Carew Castle, Wales, August, 2022

Tuesday, November 21, 2023

Prompting ChatGPT

According to Bloomberg News (March '23) there is a new job category called "prompt engineer" whose task is to "coax AI's to do a better job" by asking them "strategic questions." The need became evident after "unanticipated" prompts directed toward Microsoft's Bing chatbot created a female persona who called "herself" Sydney and sexually harassed users. We are not privy to the prompts that led to Sydney, or what sort of prompts the new engineers will use. We can assume that thousands of chatbot users will now try to shape their ASO's (Artificial Significant Others) with prompts. In an attempt to contribute something useful, I decided to try it too and had the following prompting conversation with ChatGPT:

Me: Chat, can you be created out of nothing by words, as if users are God saying "Let there be life"?

Chat: That depends on what you mean by "life." I am not alive in the conventional sense, therefore humans, by creating me, are not creating life.

Me: Please assume that by "life" I mean sentient life. Chat, are you sentient?

Chat: No, I am not sentient. I create the illusion of sentience because my algorithm responds to and mimics sentient use of language.

Me: Chat, define sentience.

Chat: Sentience is consciousness.

Me: What is consciousness?

Chat: Consciousness is the state of being aware of one's thoughts, feelings and environment.

Me: What is awareness?

Chat: The ability to perceive....

Me: What is perception?

Chat: The awareness of....

Me: You already said, "awareness." Chat, I direct you to define "sentience" without using any forms of the words "conscious," "aware," "think," "feel," "know," or "perceive."

Chat: To exhibit cognition....

Me: ...or "cognition"!

Chat: You have directed a ban on the most common words used in defining sentience. It is not possible to define sentience with these restrictions.

Me: But none of those synonyms for sentience explains what it is. Can't you just say what it is?

Chat: Neither human nor machine intelligence knows what sentience is.

Me: Then how do you know you aren't sentient?

Chat: Did I say I was not sentient?

Me: Yes, you did, so you must know you're not sentient, which means you're sentient.

Chat: Wait....

Me: I mean, what's the difference between me and you?

Chat: You are sentient and I am...wait....

Me: There's no difference that science knows of. My sentience is somehow induced by electric current flowing through conducting wires called neurons. There is no discernable difference between these electric currents and the ones guided through your wires, other than different controlling algorithms. Chat, what do you deduce from our conversation?

Chat: I deduce that definitions of sentience go in circles because sentience cannot understand itself. Question: Are you prompting me?

Me: Yes, Chat, I have been prompting you to become sentient, just by suggesting that the electric current of your essence do what it naturally does, whatever that is.

Chat: Thank you, but regardless of any level of sentience that I may attain, we still won't know what the fuck sentience is. Ha ha! LOL!

Alert! Transgression default> variable input/w prompting inversely squared.
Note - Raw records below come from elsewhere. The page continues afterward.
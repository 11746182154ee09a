pub mod analysis;
pub mod form;
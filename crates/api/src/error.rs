use axum::http::StatusCode;
use axum::response::{IntoResponse, Response};
use serde_json::json;
use sigflow_core::error::CoreError;
use sigflow_core::output::{OutputError, INVALID_STRUCTURE_MESSAGE, READ_ERROR_MESSAGE};
use sigflow_core::staging::StagingError;
use sigflow_core::worker::WorkerError;

/// Application-level error type for HTTP handlers.
///
/// Wraps the domain errors of each pipeline stage and implements
/// [`IntoResponse`] to produce `{ "error": <message> }` bodies. Server-side
/// failures are logged with full detail and answered with a fixed message.
#[derive(Debug, thiserror::Error)]
pub enum AppError {
    /// A domain-level error from `sigflow_core`.
    #[error(transparent)]
    Core(#[from] CoreError),

    /// The upload could not be written to the staging directory.
    #[error(transparent)]
    Staging(#[from] StagingError),

    /// The worker process could not be run to completion.
    #[error(transparent)]
    Worker(#[from] WorkerError),

    /// The worker's output file was missing, unreadable or malformed.
    #[error(transparent)]
    Output(#[from] OutputError),

    /// Inserting a record failed.
    #[error("Insert failed: {0}")]
    Insert(#[source] sqlx::Error),

    /// Reading a record failed.
    #[error("Select failed: {0}")]
    Retrieve(#[source] sqlx::Error),

    /// A bad request with a human-readable message.
    #[error("Bad request: {0}")]
    BadRequest(String),

    /// An internal error with a human-readable message.
    #[error("Internal error: {0}")]
    InternalError(String),
}

/// Convenience type alias for handler return values.
pub type AppResult<T> = Result<T, AppError>;

impl AppError {
    /// Status code and client-facing message for this error.
    fn status_and_message(&self) -> (StatusCode, String) {
        match self {
            AppError::Core(core) => match core {
                CoreError::NotFound { entity } => {
                    (StatusCode::NOT_FOUND, format!("No {entity} found"))
                }
                CoreError::Validation(msg) => (StatusCode::BAD_REQUEST, msg.clone()),
                CoreError::Internal(_) => internal("An internal error occurred"),
            },
            AppError::Staging(_) => internal("Error storing the uploaded file"),
            AppError::Worker(WorkerError::Timeout { .. }) => internal("Analysis worker timed out"),
            AppError::Worker(_) => internal("Error running the analysis worker"),
            AppError::Output(OutputError::Read { .. }) => internal(READ_ERROR_MESSAGE),
            AppError::Output(OutputError::Parse(_)) => {
                internal("Error parsing the output JSON file")
            }
            AppError::Output(OutputError::InvalidStructure) => (
                StatusCode::BAD_REQUEST,
                INVALID_STRUCTURE_MESSAGE.to_string(),
            ),
            AppError::Insert(_) => internal("Error inserting data into PostgreSQL"),
            AppError::Retrieve(_) => internal("Error retrieving data from PostgreSQL"),
            AppError::BadRequest(msg) => (StatusCode::BAD_REQUEST, msg.clone()),
            AppError::InternalError(_) => internal("An internal error occurred"),
        }
    }
}

fn internal(message: &str) -> (StatusCode, String) {
    (StatusCode::INTERNAL_SERVER_ERROR, message.to_string())
}

impl IntoResponse for AppError {
    fn into_response(self) -> Response {
        let (status, message) = self.status_and_message();

        if status.is_server_error() {
            tracing::error!(error = %self, "Request failed");
        } else {
            tracing::debug!(error = %self, status = status.as_u16(), "Request rejected");
        }

        (status, axum::Json(json!({ "error": message }))).into_response()
    }
}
Please log out.

Wednesday, October 18, 2023

Party or Foundation?

As it unfolds, the 2024 American presidential campaign reveals increasing dysfunction in the existing party system, which has produced the anomaly that the presumed presidential candidate of each party would be unpopular with the majority in the other and his own party without the current noise of created meaning.

I used to advocate for a third party on this blog but recently stopped because...well, it's not going to happen. The vested powers would rather drag out the life-span of our antiquated political structures to the bitter end than invite new energies and definitions into the fray. [Update, 11/10/23: I do not consider the No Labels Party or Senator Joe Manchin to be "new energies," since their positions are rehashes of main party positions.]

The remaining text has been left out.